Date: 13th February 2011
Place: Kinalur, about 30kms from Kozhikode
Setting: P T Usha’s training academy for young athletes

The chief guest, the then Union Minster of Sports, Shri Ajay Maken, arrived at the venue to flag off the work for the construction of an international standard synthetic track-and-field arena. Having sanctioned the paperwork and allocated the requisite funds (approximately Rs 5 crore) for the project, it was indeed seen as an encouraging sign that the Central Minister himself flew down to oversee the beginning of new hope.

This was the culmination of P.T. Usha’s, popularly known as Payyoli Express, nine-year-long dream. She desired to provide a platform to train young athletic talents from all over the country, drawing from her own immeasurable experience at the highest levels of the sport. For this, she needed the appropriate infrastructure.

But as governments come and go in India, sports infrastructure development languishes in the remote backwaters of a third world country. But India’s promising performance in the last few Olympics has made the babus sit up and take stock. Hence, the green-lighting of the project.

Little did she know, how many aeons would come to pass, till the finished track sees the light of day.


Date: 15th June 2017 – A good 6 years down the line
Place and Setting: Same as above

The Honourable Prime Minister Shri Narendra Modi is supposed to inaugurate the project via video-conference, in presence of the Central Minister for Sports, Shri Vijay Goel and the State Minister for Sports AC Moideen. Our Honourable Sports Minister is the very same who sent a wonderfully inept team of medical officials to the Rio Olympics last year and gained quite some notoriety by whisking away athletes to click selfies, right after their events, rather than letting them catch their breath.

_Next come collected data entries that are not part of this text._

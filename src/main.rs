use std::sync::Arc;

use anyhow::Context;
use shelf_app::{build_registry, BookStore};
use shelf_db::Database;
use shelf_kernel::{settings::Settings, InitCtx};

#[tokio::main]
async fn main() -> anyhow::Result<()> {
    let settings = Settings::load().with_context(|| "failed to load Shelf settings")?;
    shelf_telemetry::init(&settings.telemetry)?;

    tracing::info!(
        env = ?settings.environment,
        db = %settings.database.name,
        "shelf-app bootstrap starting"
    );

    let database = Database::new(&settings.database.name);
    let store = Arc::new(BookStore::new(&database));
    let registry = build_registry(store)?;

    let ctx = InitCtx {
        settings: &settings,
    };
    registry.init_modules(&ctx).await?;
    registry.start_modules(&ctx).await?;

    tracing::info!("shelf-app bootstrap complete");

    let served = shelf_http::start_server(&registry, &settings, shelf_http::shutdown_signal()).await;

    registry
        .stop_modules()
        .await
        .with_context(|| "failed to stop modules cleanly")?;

    served
}
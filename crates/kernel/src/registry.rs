use anyhow::Context;
use std::sync::Arc;

use crate::module::{InitCtx, Module};

/// Module registry owning the application's modules in registration order
pub struct ModuleRegistry {
    modules: Vec<Arc<dyn Module>>,
}

impl ModuleRegistry {
    /// Create a new module registry
    pub fn new() -> Self {
        Self {
            modules: Vec::new(),
        }
    }

    /// Register a module with the registry
    ///
    /// Names must be unique since they double as mount paths.
    pub fn register(&mut self, module: Arc<dyn Module>) -> anyhow::Result<()> {
        if self.get_module(module.name()).is_some() {
            anyhow::bail!("module '{}' is already registered", module.name());
        }

        tracing::debug!(module = module.name(), "module registered");
        self.modules.push(module);
        Ok(())
    }

    /// Get all registered modules
    pub fn modules(&self) -> impl Iterator<Item = &Arc<dyn Module>> {
        self.modules.iter()
    }

    /// Get a module by name
    pub fn get_module(&self, name: &str) -> Option<&Arc<dyn Module>> {
        self.modules.iter().find(|module| module.name() == name)
    }

    pub fn len(&self) -> usize {
        self.modules.len()
    }

    pub fn is_empty(&self) -> bool {
        self.modules.is_empty()
    }

    /// Initialize modules in registration order
    pub async fn init_modules(&self, ctx: &InitCtx<'_>) -> anyhow::Result<()> {
        tracing::info!("initializing {} modules", self.modules.len());

        for module in &self.modules {
            tracing::info!(module = module.name(), "initializing module");

            module
                .init(ctx)
                .await
                .with_context(|| format!("failed to initialize module '{}'", module.name()))?;
        }

        Ok(())
    }

    /// Start modules in registration order
    pub async fn start_modules(&self, ctx: &InitCtx<'_>) -> anyhow::Result<()> {
        tracing::info!("starting {} modules", self.modules.len());

        for module in &self.modules {
            tracing::info!(module = module.name(), "starting module");

            module
                .start(ctx)
                .await
                .with_context(|| format!("failed to start module '{}'", module.name()))?;
        }

        Ok(())
    }

    /// Stop modules in reverse registration order
    pub async fn stop_modules(&self) -> anyhow::Result<()> {
        tracing::info!("stopping {} modules", self.modules.len());

        for module in self.modules.iter().rev() {
            tracing::info!(module = module.name(), "stopping module");

            module
                .stop()
                .await
                .with_context(|| format!("failed to stop module '{}'", module.name()))?;
        }

        Ok(())
    }
}

impl Default for ModuleRegistry {
    fn default() -> Self {
        Self::new()
    }
}
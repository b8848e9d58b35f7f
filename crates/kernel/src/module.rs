use async_trait::async_trait;
use axum::Router;

/// Context provided to modules during initialization
pub struct InitCtx<'a> {
    pub settings: &'a crate::settings::Settings,
}

/// Core module trait that every Shelf module implements
#[async_trait]
pub trait Module: Sync + Send {
    /// Unique name for this module, also its mount segment
    fn name(&self) -> &'static str;

    /// Initialize the module with the provided context
    /// Called during application startup before the server binds
    async fn init(&self, _ctx: &InitCtx<'_>) -> anyhow::Result<()> {
        Ok(())
    }

    /// Return the Axum router for this module's routes
    /// Routes will be mounted under `{api_prefix}/{module_name}`
    fn routes(&self) -> Router {
        Router::new()
    }

    /// Return OpenAPI specification fragment for this module as JSON
    /// Will be merged with other modules' specs
    fn openapi(&self) -> Option<serde_json::Value> {
        None
    }

    /// Start background tasks for this module
    async fn start(&self, _ctx: &InitCtx<'_>) -> anyhow::Result<()> {
        Ok(())
    }

    /// Stop the module and clean up resources
    /// Called during application shutdown
    async fn stop(&self) -> anyhow::Result<()> {
        Ok(())
    }
}
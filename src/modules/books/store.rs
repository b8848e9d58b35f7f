//! Book persistence on top of a `shelf-db` collection.

use serde_json::json;
use shelf_db::{Collection, Database, DbError, ObjectId};
use shelf_http::AppError;
use thiserror::Error;

use super::models::{Book, BookDraft};
use super::validation::{is_isbn, ValidationError};

const COLLECTION: &str = "books";

#[derive(Error, Debug)]
pub enum StoreError {
    #[error("'{0}' is not a valid book id")]
    InvalidId(String),

    #[error("'{0}' is not a valid isbn")]
    InvalidIsbn(String),

    #[error("no book with {key} '{value}'")]
    NotFound { key: &'static str, value: String },

    #[error("a book with isbn '{0}' already exists")]
    DuplicateIsbn(String),

    #[error(transparent)]
    Database(DbError),
}

impl From<DbError> for StoreError {
    fn from(err: DbError) -> Self {
        match err {
            DbError::DuplicateKey { value, .. } => StoreError::DuplicateIsbn(value),
            DbError::InvalidObjectId(value) => StoreError::InvalidId(value),
            other => StoreError::Database(other),
        }
    }
}

impl From<StoreError> for AppError {
    fn from(err: StoreError) -> Self {
        let message = err.to_string();
        match err {
            StoreError::InvalidId(_) | StoreError::InvalidIsbn(_) => AppError::format(message),
            StoreError::NotFound { .. } => AppError::not_found(message),
            StoreError::DuplicateIsbn(isbn) => AppError::conflict(
                vec![json!({"field": "isbn", "error": "duplicate", "value": isbn})],
                message,
            ),
            StoreError::Database(db) => AppError::Internal(anyhow::Error::new(db)),
        }
    }
}

impl From<ValidationError> for AppError {
    fn from(err: ValidationError) -> Self {
        let details = err.violations.iter().map(|v| v.to_detail()).collect();
        AppError::validation(details, err.to_string())
    }
}

/// Data-access object for books. Isbn is unique across the store.
pub struct BookStore {
    books: Collection<Book>,
}

impl BookStore {
    pub fn new(db: &Database) -> Self {
        let books = db
            .collection::<Book>(COLLECTION)
            .with_unique_index("isbn", |book: &Book| book.isbn.clone());
        Self { books }
    }

    /// Store backed by a private database, for isolated tests and tools.
    pub fn in_memory() -> Self {
        Self::new(&Database::new("memory"))
    }

    pub async fn create(&self, draft: BookDraft) -> Result<Book, StoreError> {
        let book = self
            .books
            .insert_one(|id| draft.into_book(id))
            .await?;

        tracing::info!(id = %book.id, isbn = %book.isbn, "book created");
        Ok(book)
    }

    pub async fn find_by_id(&self, id: &str) -> Result<Book, StoreError> {
        let id = parse_id(id)?;
        self.books
            .find_by_id(&id)
            .await
            .ok_or_else(|| not_found("id", id.to_hex()))
    }

    pub async fn find_by_isbn(&self, isbn: &str) -> Result<Book, StoreError> {
        check_isbn(isbn)?;
        self.books
            .find_one(|book| book.isbn == isbn)
            .await
            .ok_or_else(|| not_found("isbn", isbn.to_string()))
    }

    /// Every book, oldest first.
    pub async fn list(&self) -> Vec<Book> {
        self.books.find_all().await
    }

    /// Replace all fields of the book currently holding `isbn`.
    pub async fn update_by_isbn(&self, isbn: &str, draft: BookDraft) -> Result<Book, StoreError> {
        check_isbn(isbn)?;
        let book = self
            .books
            .replace_one(|book| book.isbn == isbn, |current| current.replaced_with(draft))
            .await?
            .ok_or_else(|| not_found("isbn", isbn.to_string()))?;

        tracing::info!(id = %book.id, from = %isbn, isbn = %book.isbn, "book updated");
        Ok(book)
    }

    pub async fn delete_by_id(&self, id: &str) -> Result<Book, StoreError> {
        let id = parse_id(id)?;
        let book = self
            .books
            .delete_by_id(&id)
            .await
            .ok_or_else(|| not_found("id", id.to_hex()))?;

        tracing::info!(id = %book.id, isbn = %book.isbn, "book deleted");
        Ok(book)
    }

    /// Delete every book; returns how many were removed.
    pub async fn remove_all(&self) -> usize {
        let removed = self.books.delete_many().await;
        tracing::info!(removed, "all books removed");
        removed
    }

    pub async fn count(&self) -> usize {
        self.books.count().await
    }
}

fn parse_id(raw: &str) -> Result<ObjectId, StoreError> {
    Ok(ObjectId::parse_str(raw)?)
}

fn check_isbn(raw: &str) -> Result<(), StoreError> {
    if is_isbn(raw) {
        Ok(())
    } else {
        Err(StoreError::InvalidIsbn(raw.to_string()))
    }
}

fn not_found(key: &'static str, value: String) -> StoreError {
    StoreError::NotFound { key, value }
}
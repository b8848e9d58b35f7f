pub mod models;
pub mod routes;
pub mod store;
pub mod validation;

use std::sync::Arc;

use async_trait::async_trait;
use axum::Router;
use serde_json::{json, Value};
use shelf_kernel::{InitCtx, Module};

pub use models::{Book, BookDraft};
pub use store::{BookStore, StoreError};
pub use validation::{validate_book, ValidationError};

/// Book catalogue module: CRUD routes over a shared [`BookStore`]
pub struct BooksModule {
    store: Arc<BookStore>,
}

impl BooksModule {
    pub fn new(store: Arc<BookStore>) -> Self {
        Self { store }
    }
}

#[async_trait]
impl Module for BooksModule {
    fn name(&self) -> &'static str {
        "books"
    }

    async fn init(&self, ctx: &InitCtx<'_>) -> anyhow::Result<()> {
        let books = self.store.count().await;
        tracing::info!(
            module = self.name(),
            environment = ?ctx.settings.environment,
            books,
            "books module initialized"
        );
        Ok(())
    }

    fn routes(&self) -> Router {
        routes::router(self.store.clone())
    }

    fn openapi(&self) -> Option<Value> {
        Some(openapi_fragment())
    }

    async fn start(&self, _ctx: &InitCtx<'_>) -> anyhow::Result<()> {
        tracing::info!(module = self.name(), "books module started");
        Ok(())
    }

    async fn stop(&self) -> anyhow::Result<()> {
        let books = self.store.count().await;
        tracing::info!(module = self.name(), books, "books module stopped");
        Ok(())
    }
}

fn error_response(description: &str) -> Value {
    json!({
        "description": description,
        "content": {
            "application/json": {
                "schema": { "$ref": "#/components/schemas/ErrorResponse" }
            }
        }
    })
}

fn book_response(description: &str) -> Value {
    json!({
        "description": description,
        "content": {
            "application/json": {
                "schema": { "$ref": "#/components/schemas/BookEnvelope" }
            }
        }
    })
}

fn path_param(name: &str, description: &str) -> Value {
    json!({
        "name": name,
        "in": "path",
        "required": true,
        "description": description,
        "schema": { "type": "string" }
    })
}

fn book_body() -> Value {
    json!({
        "required": true,
        "content": {
            "application/json": {
                "schema": { "$ref": "#/components/schemas/BookPayload" }
            }
        }
    })
}

fn openapi_fragment() -> Value {
    let id_param = path_param("key", "Book id, 24 hex characters");
    let isbn_param = path_param("key", "ISBN-10 or ISBN-13 of the book to replace");

    json!({
        "paths": {
            "/": {
                "get": {
                    "summary": "List books",
                    "tags": ["Books"],
                    "responses": {
                        "200": {
                            "description": "All books",
                            "content": {
                                "application/json": {
                                    "schema": { "$ref": "#/components/schemas/BookList" }
                                }
                            }
                        }
                    }
                },
                "post": {
                    "summary": "Create a book",
                    "tags": ["Books"],
                    "requestBody": book_body(),
                    "responses": {
                        "201": book_response("Created book"),
                        "400": error_response("Invalid payload"),
                        "409": error_response("Isbn already in use")
                    }
                }
            },
            "/health": {
                "get": {
                    "summary": "Books health check",
                    "tags": ["Books"],
                    "responses": {
                        "200": {
                            "description": "OK",
                            "content": {
                                "text/plain": { "schema": { "type": "string" } }
                            }
                        }
                    }
                }
            },
            "/{key}": {
                "get": {
                    "summary": "Get a book by id",
                    "tags": ["Books"],
                    "parameters": [id_param.clone()],
                    "responses": {
                        "200": book_response("The book"),
                        "400": error_response("Malformed id"),
                        "404": error_response("Book not found")
                    }
                },
                "put": {
                    "summary": "Replace a book found by isbn",
                    "tags": ["Books"],
                    "parameters": [isbn_param],
                    "requestBody": book_body(),
                    "responses": {
                        "200": book_response("Updated book"),
                        "400": error_response("Malformed isbn or invalid payload"),
                        "404": error_response("Book not found"),
                        "409": error_response("New isbn already in use")
                    }
                },
                "delete": {
                    "summary": "Delete a book by id",
                    "tags": ["Books"],
                    "parameters": [id_param],
                    "responses": {
                        "200": book_response("Deleted book"),
                        "400": error_response("Malformed id"),
                        "404": error_response("Book not found")
                    }
                }
            }
        },
        "components": {
            "schemas": {
                "BookPayload": {
                    "type": "object",
                    "properties": {
                        "isbn": { "type": "string", "description": "ISBN-10 or ISBN-13" },
                        "amazon-url": { "type": "string", "format": "uri" },
                        "author": { "type": "string" },
                        "language": { "type": "string" },
                        "pages": { "type": "integer", "minimum": 0 },
                        "publisher": { "type": "string" },
                        "title": { "type": "string" },
                        "year": { "type": "integer" }
                    },
                    "required": ["isbn", "title"]
                },
                "Book": {
                    "type": "object",
                    "properties": {
                        "id": { "type": "string", "description": "Store-assigned id" },
                        "isbn": { "type": "string" },
                        "amazon-url": { "type": "string", "format": "uri" },
                        "author": { "type": "string" },
                        "language": { "type": "string" },
                        "pages": { "type": "integer", "minimum": 0 },
                        "publisher": { "type": "string" },
                        "title": { "type": "string" },
                        "year": { "type": "integer" }
                    },
                    "required": ["id", "isbn", "title"]
                },
                "BookEnvelope": {
                    "type": "object",
                    "properties": {
                        "book": { "$ref": "#/components/schemas/Book" }
                    },
                    "required": ["book"]
                },
                "BookList": {
                    "type": "object",
                    "properties": {
                        "books": {
                            "type": "array",
                            "items": { "$ref": "#/components/schemas/Book" }
                        }
                    },
                    "required": ["books"]
                }
            }
        }
    })
}

/// Create a new instance of the books module
pub fn create_module(store: Arc<BookStore>) -> Arc<dyn Module> {
    Arc::new(BooksModule::new(store))
}
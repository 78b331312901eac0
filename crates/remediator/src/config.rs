//! Remediation policy configuration.
//!
//! Deployment values (URLs, credentials) come from flags and the
//! environment; behavioural knobs live in an optional JSON policy file.

use serde::{Deserialize, Serialize};
use std::path::Path;
use std::time::Duration;
use thiserror::Error;

use crate::plan::{CommandFilter, PlanError, DEFAULT_COMMAND_PATTERNS};

/// Configuration errors.
#[derive(Debug, Error)]
pub enum ConfigError {
    #[error("failed to read config file {path}: {source}")]
    Read {
        path: String,
        #[source]
        source: std::io::Error,
    },

    #[error("failed to parse config file {path}: {source}")]
    Parse {
        path: String,
        #[source]
        source: serde_json::Error,
    },

    #[error("invalid configuration: {0}")]
    Invalid(String),

    #[error(transparent)]
    Pattern(#[from] PlanError),
}

/// What to do when a vetted procedure exists.
#[derive(Debug, Clone, Copy, Default, PartialEq, Eq, Serialize, Deserialize)]
#[serde(rename_all = "snake_case")]
pub enum VettedPolicy {
    /// Vetted plans still go through the approval gate
    #[default]
    RequireApproval,
    /// Vetted plans run immediately
    AutoExecute,
}

impl VettedPolicy {
    #[must_use]
    pub const fn as_str(&self) -> &'static str {
        match self {
            Self::RequireApproval => "require_approval",
            Self::AutoExecute => "auto_execute",
        }
    }
}

/// Behavioural policy for the remediation workflow.
#[derive(Debug, Clone, PartialEq, Eq, Serialize, Deserialize)]
#[serde(default)]
pub struct RemediationPolicy {
    pub vetted_policy: VettedPolicy,
    /// Approval window for pending requests
    pub request_ttl_secs: u64,
    pub expire_sweep_interval_secs: u64,
    pub dedup_window_mins: u64,
    /// Allow-list regexes for advisor-derived commands
    pub command_patterns: Vec<String>,
    /// Stop at the first non-zero exit
    pub halt_on_failure: bool,
    pub execution_timeout_secs: u64,
    pub lookup_timeout_secs: u64,
    pub notify_timeout_secs: u64,
    pub advisor_timeout_secs: u64,
    /// Enables `PUT /api/procedures/{incident}`
    pub allow_procedure_writes: bool,
}

impl Default for RemediationPolicy {
    fn default() -> Self {
        Self {
            vetted_policy: VettedPolicy::default(),
            request_ttl_secs: 3600,
            expire_sweep_interval_secs: 60,
            dedup_window_mins: 30,
            command_patterns: DEFAULT_COMMAND_PATTERNS
                .iter()
                .map(ToString::to_string)
                .collect(),
            halt_on_failure: true,
            execution_timeout_secs: 60,
            lookup_timeout_secs: 10,
            notify_timeout_secs: 10,
            advisor_timeout_secs: 30,
            allow_procedure_writes: false,
        }
    }
}

impl RemediationPolicy {
    /// Load a policy file, filling unspecified fields with defaults.
    pub fn from_file(path: &Path) -> Result<Self, ConfigError> {
        let content = std::fs::read_to_string(path).map_err(|source| ConfigError::Read {
            path: path.display().to_string(),
            source,
        })?;
        let policy: Self = serde_json::from_str(&content).map_err(|source| ConfigError::Parse {
            path: path.display().to_string(),
            source,
        })?;
        policy.validate()?;
        Ok(policy)
    }

    /// Reject values the workflow cannot run with.
    pub fn validate(&self) -> Result<(), ConfigError> {
        let zero = [
            ("request_ttl_secs", self.request_ttl_secs),
            ("expire_sweep_interval_secs", self.expire_sweep_interval_secs),
            ("execution_timeout_secs", self.execution_timeout_secs),
            ("lookup_timeout_secs", self.lookup_timeout_secs),
            ("notify_timeout_secs", self.notify_timeout_secs),
            ("advisor_timeout_secs", self.advisor_timeout_secs),
        ]
        .into_iter()
        .find(|(_, v)| *v == 0);
        if let Some((name, _)) = zero {
            return Err(ConfigError::Invalid(format!("{name} must be greater than zero")));
        }
        if self.command_patterns.is_empty() {
            return Err(ConfigError::Invalid(
                "command_patterns must contain at least one pattern".to_string(),
            ));
        }
        self.command_filter()?;
        Ok(())
    }

    /// Compile the allow-list filter.
    pub fn command_filter(&self) -> Result<CommandFilter, ConfigError> {
        Ok(CommandFilter::new(self.command_patterns.as_slice())?)
    }

    #[must_use]
    pub fn request_ttl(&self) -> chrono::Duration {
        i64::try_from(self.request_ttl_secs)
            .ok()
            .and_then(chrono::Duration::try_seconds)
            .unwrap_or(chrono::Duration::MAX)
    }

    #[must_use]
    pub fn dedup_window(&self) -> chrono::Duration {
        i64::try_from(self.dedup_window_mins)
            .ok()
            .and_then(chrono::Duration::try_minutes)
            .unwrap_or(chrono::Duration::MAX)
    }

    #[must_use]
    pub const fn sweep_interval(&self) -> Duration {
        Duration::from_secs(self.expire_sweep_interval_secs)
    }

    #[must_use]
    pub const fn execution_timeout(&self) -> Duration {
        Duration::from_secs(self.execution_timeout_secs)
    }

    #[must_use]
    pub const fn lookup_timeout(&self) -> Duration {
        Duration::from_secs(self.lookup_timeout_secs)
    }

    #[must_use]
    pub const fn notify_timeout(&self) -> Duration {
        Duration::from_secs(self.notify_timeout_secs)
    }

    #[must_use]
    pub const fn advisor_timeout(&self) -> Duration {
        Duration::from_secs(self.advisor_timeout_secs)
    }
}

Coming back to the present, the announcement of the above event, elicited the following response from ex-Minister Ajay Maken:

As the political tug-of-war ensues over, where credit is due, the timeline of the entire operation begets a different question entirely. As put forward very succinctly by K.P. Mohan, one of the well-respected journalists in India:

Instead of focusing on who is flagging the opening of the track, the question should be turned around to why it took a cumulative 15 years from the conception to the delivery of this project – even as it came at the express request of one of the most decorated athletes in the country for her own academy.

In a similar context, let us review the case of another Indian sporting legend who dedicated his retirement funds and time, not to rest on his laurels, but to further the sporting culture back home.

We are talking about Dronacharya Awardee Pullela Gopichand. After retiring from the sport, he founded the Gopichand Badminton Academy near Hyderabad in 2008.

His academy has produced gems like Saina Nehwal, P.V. Sindhu, P. Kashyap, Srikanth Kidambi and many more. But the story behind the foundation of the Academy is little known.

After retiring in 2003 at a relatively young age of 27 years, Gopichand had set his mind to bring world-class infrastructure to India to hone the next generation of budding talents. With the 5 acres of land awarded to him by the Andhra Pradesh government, he decided to bring his dream to fruition. Even with a seed money of almost $1.25 million from Mr Nimmagadda Prasad, a distant relative and billionaire entrepreneur, his project fell short of its financial aspirations. It was then that he proceeded to repeatedly mortgage his ancestral home to fund the rest of the project.

Fast forward a few years – the Government sends the Indian National Badminton Team to train at the Gopichand Academy in the preparation of the Commonwealth Games, eventually elevating him to the post of the National Coach.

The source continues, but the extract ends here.